2 de marzo de 2014

Arte no expuesto.

Mira por la ventana. La tarde en el exterior es turbia, gris  y agitada, de aquellas dispuestas a estallar en cualquier momento. A través de los cristales salpicados de lluvias que ya nadie recuerda, la luz se filtra discreta mostrando diminutas partículas suspendidas en la diáfana habitación. Lo observo desde el centro de la sala mientras pienso si el brillo de sus cabellos y la manera en que gesticula cuando se pone nervioso formarán parte de la exposición.

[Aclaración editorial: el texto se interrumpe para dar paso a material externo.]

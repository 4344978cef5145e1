//! Topic naming.
//!
//! Stage-to-stage topics are fixed names. Bridge-facing and translation
//! topics embed the platform id, with every run of `:`, `/` or `#`
//! characters collapsed into a single `_` so the name is safe for any
//! broker.
//!
//! | Topic | Direction |
//! |---|---|
//! | `arm_prm` | client gateway → platform routing |
//! | `prm_ipsmrm` | platform routing → semantic routing |
//! | `ipsmrm_bridge_<pid>` | semantic routing → bridge |
//! | `bridge_ipsmrm_<pid>` | bridge → semantic routing |
//! | `ipsmrm_prm` | semantic routing → platform routing |
//! | `prm_arm` | platform routing → client gateway |
//! | `error` | diagnostics |

/// Fixed topics of the pipeline.
#[derive(Debug, Clone, Copy, PartialEq, Eq, Hash)]
pub enum BrokerTopic {
    Error,
    PrmArm,
    ArmPrm,
    IpsmrmPrm,
    PrmIpsmrm,
    IpsmrmBridge,
    BridgeIpsmrm,
}

impl BrokerTopic {
    pub fn name(self) -> &'static str {
        match self {
            BrokerTopic::Error => "error",
            BrokerTopic::PrmArm => "prm_arm",
            BrokerTopic::ArmPrm => "arm_prm",
            BrokerTopic::IpsmrmPrm => "ipsmrm_prm",
            BrokerTopic::PrmIpsmrm => "prm_ipsmrm",
            BrokerTopic::IpsmrmBridge => "ipsmrm_bridge",
            BrokerTopic::BridgeIpsmrm => "bridge_ipsmrm",
        }
    }

    /// Per-platform variant of this topic, e.g. `ipsmrm_bridge_http_p1`.
    pub fn for_platform(self, platform_id: &str) -> String {
        escape_topic_name(&format!("{}_{}", self.name(), platform_id))
    }
}

/// Collapse every run of `:`, `/`, `#` into a single `_`.
pub fn escape_topic_name(raw: &str) -> String {
    let mut out = String::with_capacity(raw.len());
    let mut in_run = false;
    for c in raw.chars() {
        if matches!(c, ':' | '/' | '#') {
            if !in_run {
                out.push('_');
                in_run = true;
            }
        } else {
            out.push(c);
            in_run = false;
        }
    }
    out
}

/// Topic the semantic stage publishes to for downstream translation.
pub fn to_translation_downstream(platform_id: &str) -> String {
    escape_topic_name(&format!("mw-ipsm-downstream-{platform_id}"))
}

/// Topic the translation service answers on for downstream traffic.
pub fn from_translation_downstream(platform_id: &str) -> String {
    escape_topic_name(&format!("ipsm-mw-downstream-{platform_id}"))
}

/// Topic the semantic stage publishes to for upstream translation.
pub fn to_translation_upstream(platform_id: &str) -> String {
    escape_topic_name(&format!("mw-ipsm-upstream-{platform_id}"))
}

/// Topic the translation service answers on for upstream traffic.
pub fn from_translation_upstream(platform_id: &str) -> String {
    escape_topic_name(&format!("ipsm-mw-upstream-{platform_id}"))
}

Le sonrío en secreto mientras ladeo la cabeza y fingo estar concentrada contemplando una fotografía en blanco y negro de un autor que no recuerdo. Se mueve hacia mí regalándome una sonrisa y siento su olor envolviéndome, acariciándome como me gustaría que hicieran sus manos. Hablamos y nos movemos hacia otra sala igual de austera, con enormes fotografías en sus paredes. Las observo en silencio, intento ser fotógrafo y fotografía a la vez. 
Entonces es cuando me doy cuenta. La galería es él. Él es cada una de las fotografías allí expuestas; es cada filtro en sepia, la intensidad del color y el marco de cada lámina. Si estoy allí dentro, si puedo sentarme en los bancos de su memoria y sus impresiones es porque él me ha invitado. A cada paso que doy en cualquiera de las direcciones posibles, cada vez que mis ojos se posan en algún detalle de las imágenes a mi alrededor, me está regalando una explicación muda de por qué es como es y se porta como se porta. 
Él se asoma a la calle para comprobar que aún no llueve y que el caos no se detiene a pesar de su calma. Y yo me asomo en él con el fin de cerciorarme que su caos sigue en orden y que no va a llover mientras yo esté aquí.